Partially Lithiated Microscale Silicon Particles as Anode Material for High-Energy Solid-State Lithium-Ion Batteries

The high gravimetric and volumetric capacity of silicon renders it an attractive anode material for lithium-ion solid-state batteries (SSBs). Herein, the partial lithiation (800 mAh g(-1)) of cost-attractive silicon microparticles (mu m-Si) in half- and full cells versus nickel-rich NCM (LiNi0.9Co0.05Mn0.05O2) with Li6PS5Cl as a solid electrolyte (SE) is investigated. As a consequence of the cathode and anode potential curve evolution determined in a three-electrode SSB cell, the charge cut-off potential of the NCM|SE|mu m-Si cells is reduced. Thereby, the capacity retention after 50 cycles is more than doubled from 32% to 71% without active pressure control on the cells. This concept addresses both the volume changes and the availability of the anode material on an industrial scale being necessary for the utilization of silicon anodes for electric vehicles and other applications.
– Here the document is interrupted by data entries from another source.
//! Permission resolution
//!
//! A permission reachable through two roles counts once; a user with no
//! role bindings resolves to the empty set, never an error. Callers decide
//! whether an empty result is a denial.

use std::collections::HashSet;
use std::sync::Arc;

use authz_common::{AuthzResult, RoleId, UserId};

use crate::store::RoleBindingStore;

/// Resolves a user's effective permissions through role bindings
pub struct PermissionResolver {
    store: Arc<dyn RoleBindingStore>,
}

impl PermissionResolver {
    /// Create a resolver over a binding store
    pub fn new(store: Arc<dyn RoleBindingStore>) -> Self {
        Self { store }
    }

    /// De-duplicated `resource:action` strings reachable through the user's
    /// roles
    pub async fn list_permissions(&self, user_id: UserId) -> AuthzResult<HashSet<String>> {
        let roles = self.store.roles_for_user(user_id).await?;
        if roles.is_empty() {
            return Ok(HashSet::new());
        }

        let role_ids: Vec<RoleId> = roles.iter().map(|r| r.id).collect();
        let permissions = self.store.permissions_for_roles(&role_ids).await?;

        Ok(permissions.iter().map(|p| p.key()).collect())
    }

    /// Names of the roles bound to the user
    pub async fn list_role_names(&self, user_id: UserId) -> AuthzResult<HashSet<String>> {
        let roles = self.store.roles_for_user(user_id).await?;
        Ok(roles.into_iter().map(|r| r.name).collect())
    }

    /// AND semantics: every required permission must be held
    pub async fn has_all(&self, user_id: UserId, required: &[&str]) -> AuthzResult<bool> {
        let held = self.list_permissions(user_id).await?;
        Ok(required.iter().all(|r| held.contains(*r)))
    }

    /// OR semantics: holding any one of the required roles is sufficient
    pub async fn has_any_role(&self, user_id: UserId, required: &[&str]) -> AuthzResult<bool> {
        let held = self.list_role_names(user_id).await?;
        Ok(required.iter().any(|r| held.contains(*r)))
    }
}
NCM|SE|mu m-Si cells achieve up to 28% higher volumetric energy densities compared to the conventional graphite anode.

Automated summary

This study investigates the use of nickel-rich NCM and silicon microparticles as electrode materials in lithium-ion solid-state batteries. By reducing the charge cut-off potential of the cells, the capacity retention after 50 cycles is significantly improved without active pressure control. This concept addresses the volume changes and availability of the anode material, making it suitable for applications such as electric vehicles.